Good music as bad advertising.
Every time we hear Garrison Keillor’s A Prairie Home Companion on National Public Radio, we get a giggle out of his longtime “sponsor”, Powdermilk Biscuits. Utilizing a Powdermilk jingle that changes a bit every week, and which often contains all manner of musical quotes, inside jokes and oddball references, Keillor’s fine on-air band and guests use it as a vehicle for extensive improvised soloing. Keillor would be the first to admit that he was inspired to create the fictitious product—and its jingles—by hearing The Light Crust Doughboys on the radio as a youngster back in the 1940’s.
While Keillor’s faux sponsor schtick is harmlessly kitschy, Light Crust Flour was a real product sold in Texas in the early 20th century, and was as seriously marketed as any other foodstuff. What set Light Crust apart was the marketing scheme that ultimately made them a lot of money, and launched a small musical revolution in the process. Using the relatively new medium of commercial radio, the Burrus Mill Company created a program of “hillbilly” music to promote their flour. Calling themselves The Light Crust Doughboys, Bob Wills, Milton Brown and other Dallas-area musicians introduced the world to what would become known as Western Swing. Originally utilizing a two fiddle, bass, banjo and two guitar format, The Doughboys eventually electrified the guitars and added piano. By the mid 1930’s, Brown had left the band to form his Musical Brownies and Wills famously departed to form his Texas Playboys. These two outfits then pollinated every other band in Texas, and soon Western Swing outfits featured electric instruments, horn sections and what had always been the bane of country music, drums.
Bob Wills and his Texas Playboys, in the 1940’s. Click on the pic to see a video clip.

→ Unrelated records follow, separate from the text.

use std::sync::Arc;

use serde::{Deserialize, Serialize};

use crate::config::SourceConfig;
use crate::data_source::{FetchFuture, FetchRequest, SeriesSource, SourceError, SourceStatus};
use crate::http_client::{HttpClient, HttpRequest};
use crate::{Observation, ObservationDate, RawSeries, SourceKind, ValidationError};

const BLS_TIMESERIES_URL: &str = "https://api.bls.gov/publicAPI/v2/timeseries/data/";
const BLS_SUCCESS_STATUS: &str = "REQUEST_SUCCEEDED";

/// Years per request the API accepts with and without a registration key.
const REGISTERED_YEARS_PER_REQUEST: i32 = 20;
const ANONYMOUS_YEARS_PER_REQUEST: i32 = 10;

/// U.S. Bureau of Labor Statistics public data API adapter.
///
/// BLS indexes observations by period codes (`M01`, `Q02`, `A01`, ...);
/// each is converted to the first calendar day of its period.
#[derive(Clone)]
pub struct BlsAdapter {
    http_client: Arc<dyn HttpClient>,
    api_key: Option<String>,
    base_url: String,
    timeout_ms: u64,
    end_year: Option<i32>,
}

impl BlsAdapter {
    pub fn new(http_client: Arc<dyn HttpClient>, api_key: Option<String>) -> Self {
        Self {
            http_client,
            api_key,
            base_url: String::from(BLS_TIMESERIES_URL),
            timeout_ms: SourceConfig::default().timeout_ms,
            end_year: None,
        }
    }

    pub fn from_config(http_client: Arc<dyn HttpClient>, config: &SourceConfig) -> Self {
        Self::new(http_client, config.bls_api_key.clone()).with_timeout_ms(config.timeout_ms)
    }

    pub fn with_base_url(mut self, base_url: impl Into<String>) -> Self {
        self.base_url = base_url.into();
        self
    }

    pub fn with_timeout_ms(mut self, timeout_ms: u64) -> Self {
        self.timeout_ms = timeout_ms;
        self
    }

    /// Pins the last requested year instead of the current calendar year.
    pub fn with_end_year(mut self, end_year: i32) -> Self {
        self.end_year = Some(end_year);
        self
    }

    fn years_per_request(&self) -> i32 {
        if self.api_key.is_some() {
            REGISTERED_YEARS_PER_REQUEST
        } else {
            ANONYMOUS_YEARS_PER_REQUEST
        }
    }

    /// Inclusive `(start_year, end_year)` windows covering the request.
    fn year_windows(&self, req: &FetchRequest) -> Vec<(i32, i32)> {
        let end_year = self
            .end_year
            .unwrap_or_else(|| ObservationDate::today().year());
        let step = self.years_per_request();
        let start_year = req
            .start
            .map(ObservationDate::year)
            .unwrap_or(end_year - REGISTERED_YEARS_PER_REQUEST + 1)
            .min(end_year);

        let mut windows = Vec::new();
        let mut from = start_year;
        while from <= end_year {
            let to = (from + step - 1).min(end_year);
            windows.push((from, to));
            from = to + 1;
        }
        windows
    }

    #[tracing::instrument(name = "bls.fetch", skip_all, fields(series = %req.identifier))]
    async fn fetch_series(&self, req: FetchRequest) -> Result<RawSeries, SourceError> {
        let mut observations = Vec::new();
        let mut messages = Vec::new();

        for (start_year, end_year) in self.year_windows(&req) {
            let body = serde_json::to_string(&BlsRequestBody {
                seriesid: vec![req.identifier.as_str()],
                startyear: start_year.to_string(),
                endyear: end_year.to_string(),
                registrationkey: self.api_key.as_deref(),
            })
            .map_err(|e| SourceError::parse(format!("failed to encode bls request: {e}")))?;

            let request = HttpRequest::post(&self.base_url)
                .with_json_body(body)
                .with_timeout_ms(self.timeout_ms);

            tracing::debug!(start_year, end_year, "requesting bls window");
            let response = self.http_client.execute(request).await.map_err(|e| {
                SourceError::unavailable(format!("bls transport error: {}", e.message()))
            })?;

            if !response.is_success() {
                return Err(SourceError::unavailable(format!(
                    "bls returned status {}",
                    response.status
                )));
            }

            let window = parse_window(&req.identifier, &response.body)?;
            observations.extend(window.observations);
            messages.extend(window.messages);
        }

        if observations.is_empty() {
            let detail = if messages.is_empty() {
                String::from("no observations returned")
            } else {
                messages.join("; ")
            };
            return Err(SourceError::not_found(format!(
                "bls series '{}': {detail}",
                req.identifier
            )));
        }

        if !messages.is_empty() {
            tracing::debug!(messages = %messages.join("; "), "bls returned advisory messages");
        }

        let series = RawSeries::new(req.identifier, SourceKind::Bls, observations);
        tracing::debug!(observations = series.len(), "bls series fetched");
        Ok(series)
    }
}

impl SeriesSource for BlsAdapter {
    fn kind(&self) -> SourceKind {
        SourceKind::Bls
    }

    fn fetch<'a>(&'a self, req: FetchRequest) -> FetchFuture<'a> {
        Box::pin(self.fetch_series(req))
    }

    fn status(&self) -> SourceStatus {
        let status = SourceStatus::ready(SourceKind::Bls);
        if self.api_key.is_some() {
            status
        } else {
            status.with_note("no registration key; requests are limited to 10 years each")
        }
    }
}

#[derive(Debug, Serialize)]
struct BlsRequestBody<'a> {
    seriesid: Vec<&'a str>,
    startyear: String,
    endyear: String,
    #[serde(skip_serializing_if = "Option::is_none")]
    registrationkey: Option<&'a str>,
}

#[derive(Debug, Deserialize)]
struct BlsResponse {
    status: String,
    #[serde(default)]
    message: Vec<String>,
    #[serde(rename = "Results", default)]
    results: Option<BlsResults>,
}

#[derive(Debug, Deserialize)]
struct BlsResults {
    #[serde(default)]
    series: Vec<BlsSeries>,
}

#[derive(Debug, Deserialize)]
struct BlsSeries {
    #[serde(rename = "seriesID", default)]
    series_id: String,
    #[serde(default)]
    data: Vec<BlsDataPoint>,
}

#[derive(Debug, Deserialize)]
struct BlsDataPoint {
    year: String,
    period: String,
    value: String,
}

#[derive(Debug)]
struct ParsedWindow {
    observations: Vec<Observation>,
    messages: Vec<String>,
}

fn parse_window(identifier: &str, body: &str) -> Result<ParsedWindow, SourceError> {
    let payload: BlsResponse = serde_json::from_str(body)
        .map_err(|e| SourceError::parse(format!("failed to parse bls response: {e}")))?;

    if payload.status != BLS_SUCCESS_STATUS {
        let detail = if payload.message.is_empty() {
            payload.status.clone()
        } else {
            payload.message.join("; ")
        };
        return Err(SourceError::upstream(format!("bls request failed: {detail}")));
    }

    let mut observations = Vec::new();
    let series = payload
        .results
        .map(|results| results.series)
        .unwrap_or_default();

    for entry in series {
        if !entry.series_id.is_empty() && !entry.series_id.eq_ignore_ascii_case(identifier) {
            continue;
        }

        for point in entry.data {
            let year = point.year.trim().parse::<i32>().map_err(|_| {
                SourceError::parse(format!("bls year '{}' is not numeric", point.year))
            })?;
            let Some(date) = period_start(year, &point.period)
                .map_err(|e| SourceError::parse(e.to_string()))?
            else {
                continue;
            };

            let value = point.value.trim();
            match value.parse::<f64>() {
                Ok(value) => observations.push(Observation::new(date, value)),
                Err(_) => {
                    tracing::debug!(%date, value, "skipping unavailable bls value");
                }
            }
        }
    }

    Ok(ParsedWindow {
        observations,
        messages: payload.message,
    })
}

/// First calendar day of a BLS period, or `None` for aggregate periods
/// (`M13` annual average, `S03` semiannual average) that are not part of the
/// regular series.
pub fn period_start(year: i32, period: &str) -> Result<Option<ObservationDate>, ValidationError> {
    let invalid = || ValidationError::InvalidPeriod {
        value: period.to_owned(),
    };

    let code = period.trim();
    if code.len() != 3 || !code.is_ascii() {
        return Err(invalid());
    }
    let (kind, number) = code.split_at(1);
    let number = number.parse::<u8>().map_err(|_| invalid())?;

    let month = match (kind, number) {
        ("M", 1..=12) => number,
        ("M", 13) | ("S", 3) => return Ok(None),
        ("Q", 1..=4) => (number - 1) * 3 + 1,
        ("S", 1) => 1,
        ("S", 2) => 7,
        ("A", 1) => 1,
        _ => return Err(invalid()),
    };

    ObservationDate::from_ymd(year, month, 1).map(Some)
}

We mention the Light Crust Doughboys partly to honor their legacy, but also to marvel at how something as odious as a band formed strictly to sell a product could ultimately have such a positive influence. We have nothing against flour, capitalism or the advertising business. We do, however, prefer that those things remain as separate from creative endeavors as possible, so the Burrus Mill experiment couldn’t have had less noble aspirations when it started. The musicians, in the depths of the Depression, were simply looking for work, and Burrus was simply trying to sell product. The result, fortunately, transcended mills, ovens and paychecks, and led to the creation of one of America’s original art forms. Charitably, we’ll credit Burrus with an assist, however unintentional their artistic input might have been.
Western Swing would have existed without Burrus or The Light Crust Doughboys, of course. The best musicians of that time were already looking for ways to adapt the rhythmic ideas of Louis Armstrong to their own material, and these cowpokes were no exception. Especially in the hands of Bob Wills, Western Swing was more like jazz played by hillbillies than the Hillbilly Jazz that it’s been called. The improvised solos on the records made by these bands are telling. While the faces are white, the get-ups are something out of a “B” Western and the instruments—like fiddles and steel guitars—are those associated with country music, once the vocals stop and the boys get to picking, they’re playing jazz.
Next time you listen to A Prairie Home Companion, thank The Light Crust Doughboys, and even the old Burrus Mill Company, for letting it all happen. Remember to click on the picture of Bob Wills above to see a clip from the 1940’s. Tasty, just like Light Crust flour!
Would it kill you to say pedal steel guitar once?
If’n them fellers woulda played one with pedals, I’d-a mentioned it. Leon McAuliffe and his brethren were using purpose-built laptops, or steel-bodied resonator guitars and electrics played on the lap. This was before pedals, man. They were still callin’ ’em “High-why-en” guitars.
Although in the picture, it looks like he’s gotten ahold of a prototype Sho-bud. Can’t see if there are pedals down there or not.